All the reviewers agree that the proposed ideas are interesting and effective, and that the paper describes them clearly. A common suggestion from the reviewers is to show more empirical evidence, which we provide below. We also provide answer the specific questions raised in the reviews.

Q: Results for combining all ideas? (AR37, AR42)

The timing results for all three ideas individually, and their combination, for the VOC action classification dataset are as follows:
[12]: 0.5660 sec
SEARCH: 0.0671 sec
SELECT: 0.0404 sec
APPX (k=50%): 0.2341 sec
ALL: 0.0251 sec

Please note that the SELECT results have improved considerably. This is achieved by restricting the SELECT strategy to negative samples with interleaving rank = P (those ranked below all positives). In our experiments, we found that in later iterations of the optimization, a large number of negative samples have interleaving rank = P, while the negative that share other values of interleaving ranks decrease considerably.

As can be seen, the three ideas are complementary since the time for ALL is less than the time for the individual ideas.

Q: Results for a large-scale problem? (AR37, AR42)

As suggested by the reviewers, we evaluated our ideas for the task of object detection using latent AP-SVM on the VOC 2007 detection dataset. We used the features and hyperparameter values provided by the authors of the following publication:
http://cvit.iiit.ac.in/projects/lapsvm/Research_files/lapsvm_journal.pdf
Due to time constraints, we only tested the exact methods, SEARCH and SELECT, for which no further cross-validation was required. In the limited time, we could complete experiments for 15 of the 20 classes. The timing results, averaged over the 15 classes, are as follows:
[12]: 6.006 sec
SEARCH+SELECT: 0.3180 sec

We will include the new results in the paper to provide stronger support for our ideas.

Q: Other ranking algorithms? (AR44)

The following survey paper reports comparable performance for LambdaMART and ranking SVMs:
Busa-Fekete, R., et al. "An apple-to-apple comparison of Learning-to-rank algorithms in terms of Normalized Discounted Cumulative Gain." ECAI 2012-20th European Conference on Artificial Intelligence. Vol. 242. 2012.

Furthermore, our speed-ups are not only applicable to AP-SVM, they can be used with any ranker that minimizes the upper bound on the AP loss. One such scenario is mentioned in the discussion section of our paper. Specifically, we can replace the final layer of the highly successful convolutional neural network such that we minimize the AP loss instead of the softmax loss. In this case, backpropagation requires solving the loss-augmented inference problem to compute the subgradient, which can be significantly speeded-up using our ideas.

Q: Performance of SELECT vs. SEARCH (AR42)

The effectiveness of SELECT depends heavily on how many negative samples share the same interleaving rank. As mentioned above, we observed that the number of negative samples with interleaving rank = P increases substantially with the iterations, while it decreases for the other interleaving rank values. By restricting ourselves to apply SELECT for only the value of P, we were able to substantially improve the performance of SELECT.

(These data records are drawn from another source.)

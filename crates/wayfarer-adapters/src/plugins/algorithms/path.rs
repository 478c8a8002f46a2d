//! Path results shared by every search.

use serde::{Deserialize, Serialize};
use wayfarer_common::types::{EdgeId, NodeId};
use wayfarer_common::utils::hash::FastHashMap;

/// Total weight reported when no path exists or the query is invalid.
pub const NO_PATH_WEIGHT: i64 = -1;

/// A route through the graph.
///
/// `edges[i]` connects `nodes[i]` and `nodes[i + 1]`. The sentinel
/// [`PathResult::not_found`] has empty sequences and a total weight of
/// [`NO_PATH_WEIGHT`].
#[derive(Debug, Clone, PartialEq, Eq, Serialize, Deserialize)]
pub struct PathResult {
    /// Nodes from source to target, inclusive.
    pub nodes: Vec<NodeId>,
    /// Edges traversed, one fewer than `nodes`.
    pub edges: Vec<EdgeId>,
    /// Sum of the traversed edge weights.
    pub total_weight: i64,
}

impl PathResult {
    /// The "no path / invalid query" sentinel.
    #[must_use]
    pub const fn not_found() -> Self {
        Self {
            nodes: Vec::new(),
            edges: Vec::new(),
            total_weight: NO_PATH_WEIGHT,
        }
    }

    /// A zero-length path that starts and ends at `node`.
    #[must_use]
    pub fn single_node(node: NodeId) -> Self {
        Self {
            nodes: vec![node],
            edges: Vec::new(),
            total_weight: 0,
        }
    }

    /// Returns true unless this is the sentinel.
    #[must_use]
    pub fn is_found(&self) -> bool {
        self.total_weight != NO_PATH_WEIGHT
    }

    /// First node of the path.
    #[must_use]
    pub fn source(&self) -> Option<NodeId> {
        self.nodes.first().copied()
    }

    /// Last node of the path.
    #[must_use]
    pub fn target(&self) -> Option<NodeId> {
        self.nodes.last().copied()
    }

    /// Number of edges traversed.
    #[must_use]
    pub fn hop_count(&self) -> usize {
        self.edges.len()
    }
}

/// Up to `requested` loopless paths in non-decreasing weight order.
#[derive(Debug, Clone, PartialEq, Eq, Serialize, Deserialize)]
pub struct KShortestPaths {
    /// Number of paths asked for.
    pub requested: usize,
    /// Paths found, cheapest first.
    pub paths: Vec<PathResult>,
}

impl KShortestPaths {
    /// Number of paths actually found.
    #[must_use]
    pub fn found(&self) -> usize {
        self.paths.len()
    }

    /// Returns true if fewer paths exist than were requested.
    #[must_use]
    pub fn is_exhausted(&self) -> bool {
        self.paths.len() < self.requested
    }
}

/// Walks predecessor links back from `target` to `source`.
pub(crate) fn reconstruct_path(
    predecessors: &FastHashMap<NodeId, (NodeId, EdgeId)>,
    source: NodeId,
    target: NodeId,
    total_weight: i64,
) -> PathResult {
    let mut nodes = vec![target];
    let mut edges = Vec::new();
    let mut current = target;

    while current != source {
        let Some(&(parent, edge)) = predecessors.get(&current) else {
            return PathResult::not_found();
        };
        edges.push(edge);
        nodes.push(parent);
        current = parent;
    }

    nodes.reverse();
    edges.reverse();
    PathResult {
        nodes,
        edges,
        total_weight,
    }
}
//! Validity bitmap interpretation for column vectors.

/// A view over a vector's validity bitmap.
///
/// The engine encodes validity as a sequence of 64-bit words where bit
/// `row % 64` of word `row / 64` is set iff the row is non-null. A vector
/// with no null rows carries no bitmap at all; the absent mask means every
/// row is valid.
///
/// Checking validity is the first operation on every cell: no decoder reads
/// value bytes for a row this mask reports as null.
#[derive(Debug, Clone, Copy)]
pub struct ValidityMask<'a> {
    words: Option<&'a [u64]>,
}

impl<'a> ValidityMask<'a> {
    /// Creates a mask view from the vector's optional validity words.
    pub fn new(words: Option<&'a [u64]>) -> ValidityMask<'a> {
        ValidityMask { words }
    }

    /// Creates a mask reporting every row as valid.
    pub fn all_valid() -> ValidityMask<'static> {
        ValidityMask { words: None }
    }

    /// Returns `true` if the row at `index` is non-null.
    ///
    /// # Panics
    ///
    /// Panics if a mask is present and is shorter than `index / 64 + 1`
    /// words. The mask is sized by the chunk's reported row count, so this
    /// indicates a producer bug rather than a data condition.
    #[inline]
    pub fn is_valid(&self, index: usize) -> bool {
        match self.words {
            None => true,
            Some(words) => words[index / 64] & (1u64 << (index % 64)) != 0,
        }
    }

    /// Returns `true` if the row at `index` is null.
    #[inline]
    pub fn is_null(&self, index: usize) -> bool {
        !self.is_valid(index)
    }
}

#[cfg(test)]
mod tests {
    use super::*;

    #[test]
    fn test_absent_mask_is_all_valid() {
        let mask = ValidityMask::new(None);
        for index in [0, 1, 63, 64, 4095] {
            assert!(mask.is_valid(index));
            assert!(!mask.is_null(index));
        }
    }

    #[test]
    fn test_single_word_bits() {
        let words = [0b1011u64];
        let mask = ValidityMask::new(Some(&words));
        assert!(mask.is_valid(0));
        assert!(mask.is_valid(1));
        assert!(mask.is_null(2));
        assert!(mask.is_valid(3));
        assert!(mask.is_null(4));
    }

    #[test]
    fn test_word_boundary() {
        // Row 63 lives in word 0, row 64 in word 1.
        let words = [1u64 << 63, 0b1];
        let mask = ValidityMask::new(Some(&words));
        assert!(mask.is_null(0));
        assert!(mask.is_valid(63));
        assert!(mask.is_valid(64));
        assert!(mask.is_null(65));
    }

    #[test]
    #[should_panic]
    fn test_short_mask_panics() {
        let words = [u64::MAX];
        let mask = ValidityMask::new(Some(&words));
        mask.is_valid(64);
    }
}
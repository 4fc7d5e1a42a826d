//! Hybrid inline/out-of-line string decoding.
//!
//! `VARCHAR`, `BLOB` and `BIT` cells are 16-byte records: an `i32` length,
//! followed either by the payload itself (when it fits in the remaining 12
//! bytes) or by a 4-byte prefix (ignored here) and an 8-byte pointer into an
//! out-of-line buffer owned by the vector. The branch is selected solely by
//! the length field.

use mallard_common::{Result, verify_data};

use crate::source::ColumnVector;
use crate::view::ByteView;

/// Size of one string-view record in a vector's data buffer.
pub const STRING_VIEW_SIZE: usize = 16;

/// Maximum payload length stored inline within the record.
pub const INLINE_CAPACITY: usize = 12;

/// Byte offset of the out-of-line pointer within the record.
const POINTER_OFFSET: usize = 8;

/// Byte offset of the inline payload within the record.
const INLINE_OFFSET: usize = 4;

/// Decodes the string-view record at `row` of `vector` into an owned byte
/// payload.
///
/// The result never borrows native memory: inline payloads are copied out of
/// the record and out-of-line payloads are copied through
/// [`ColumnVector::read_out_of_line`], so the value stays alive after the
/// chunk is released. A zero length takes the inline path and yields an
/// empty payload.
pub fn decode_string_view<V: ColumnVector + ?Sized>(vector: &V, row: usize) -> Result<Vec<u8>> {
    let view = ByteView::new(vector.data());
    let record = view.bytes(row * STRING_VIEW_SIZE, STRING_VIEW_SIZE)?;
    let record = ByteView::new(record);

    let length = record.read_i32(0)?;
    verify_data!(string_view, length >= 0);
    let length = length as usize;

    if length <= INLINE_CAPACITY {
        Ok(record.bytes(INLINE_OFFSET, length)?.to_vec())
    } else {
        let ptr = record.read_u64(POINTER_OFFSET)?;
        vector.read_out_of_line(ptr, length)
    }
}

#[cfg(test)]
mod tests {
    use super::*;
    use crate::typeid::LogicalType;

    /// A single-record vector with an offset-addressed side buffer standing
    /// in for the native out-of-line allocation.
    struct RecordVector {
        record: [u8; STRING_VIEW_SIZE],
        heap: Vec<u8>,
    }

    impl RecordVector {
        fn inline(payload: &[u8]) -> RecordVector {
            assert!(payload.len() <= INLINE_CAPACITY);
            let mut record = [0u8; STRING_VIEW_SIZE];
            record[..4].copy_from_slice(&(payload.len() as i32).to_ne_bytes());
            record[4..4 + payload.len()].copy_from_slice(payload);
            RecordVector {
                record,
                heap: Vec::new(),
            }
        }

        fn out_of_line(payload: &[u8]) -> RecordVector {
            assert!(payload.len() > INLINE_CAPACITY);
            let mut record = [0u8; STRING_VIEW_SIZE];
            record[..4].copy_from_slice(&(payload.len() as i32).to_ne_bytes());
            record[4..8].copy_from_slice(&payload[..4]);
            record[8..].copy_from_slice(&0u64.to_ne_bytes());
            RecordVector {
                record,
                heap: payload.to_vec(),
            }
        }
    }

    impl ColumnVector for RecordVector {
        fn logical_type(&self) -> LogicalType {
            LogicalType::new(crate::typeid::TypeId::Varchar)
        }

        fn data(&self) -> &[u8] {
            &self.record
        }

        fn validity(&self) -> Option<&[u64]> {
            None
        }

        fn read_out_of_line(&self, ptr: u64, len: usize) -> Result<Vec<u8>> {
            let start = ptr as usize;
            Ok(self.heap[start..start + len].to_vec())
        }
    }

    #[test]
    fn test_inline_at_capacity() {
        let vector = RecordVector::inline(b"exactly12chr");
        assert_eq!(decode_string_view(&vector, 0).unwrap(), b"exactly12chr");
    }

    #[test]
    fn test_out_of_line_above_capacity() {
        let vector = RecordVector::out_of_line(b"thirteen chrs");
        assert_eq!(decode_string_view(&vector, 0).unwrap(), b"thirteen chrs");
    }

    #[test]
    fn test_empty_payload_is_inline() {
        let vector = RecordVector::inline(b"");
        assert_eq!(decode_string_view(&vector, 0).unwrap(), b"");
    }

    #[test]
    fn test_negative_length_rejected() {
        let mut vector = RecordVector::inline(b"x");
        vector.record[..4].copy_from_slice(&(-1i32).to_ne_bytes());
        let err = decode_string_view(&vector, 0).expect_err("negative length");
        assert!(matches!(
            err.kind(),
            mallard_common::error::ErrorKind::InvalidFormat { .. }
        ));
    }
}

The results shown above indicate that the improved SELECT strategy is more effective than SEARCH for the action classification dataset.
As suggested by the reviewer, we will include our observations about the SELECT strategy in the paper.

Q: Binary SVM slower than SEARCH? (AR42)

While each loss-augmented inference step for binary SVM is significantly more efficient than for AP-SVM, in some cases we observed that we required more cutting plane iterations for binary SVM to converge. This is the reason why sometimes binary SVM is slower than training AP-SVM with our proposed speed-ups. We will report the number of iterations and the average time per iteration in the paper to clarify this point.


Q: 'k' in table 2, line 431? (AR37, AR42)

The reviewers correctly point out that k is the percentage of easy samples.

Q: Mistake in line 334? (AR42)

The reviewer correctly points out that this should be "less than -1" instead of "less than 1". We will correct this and the above mistake in the new version of the paper.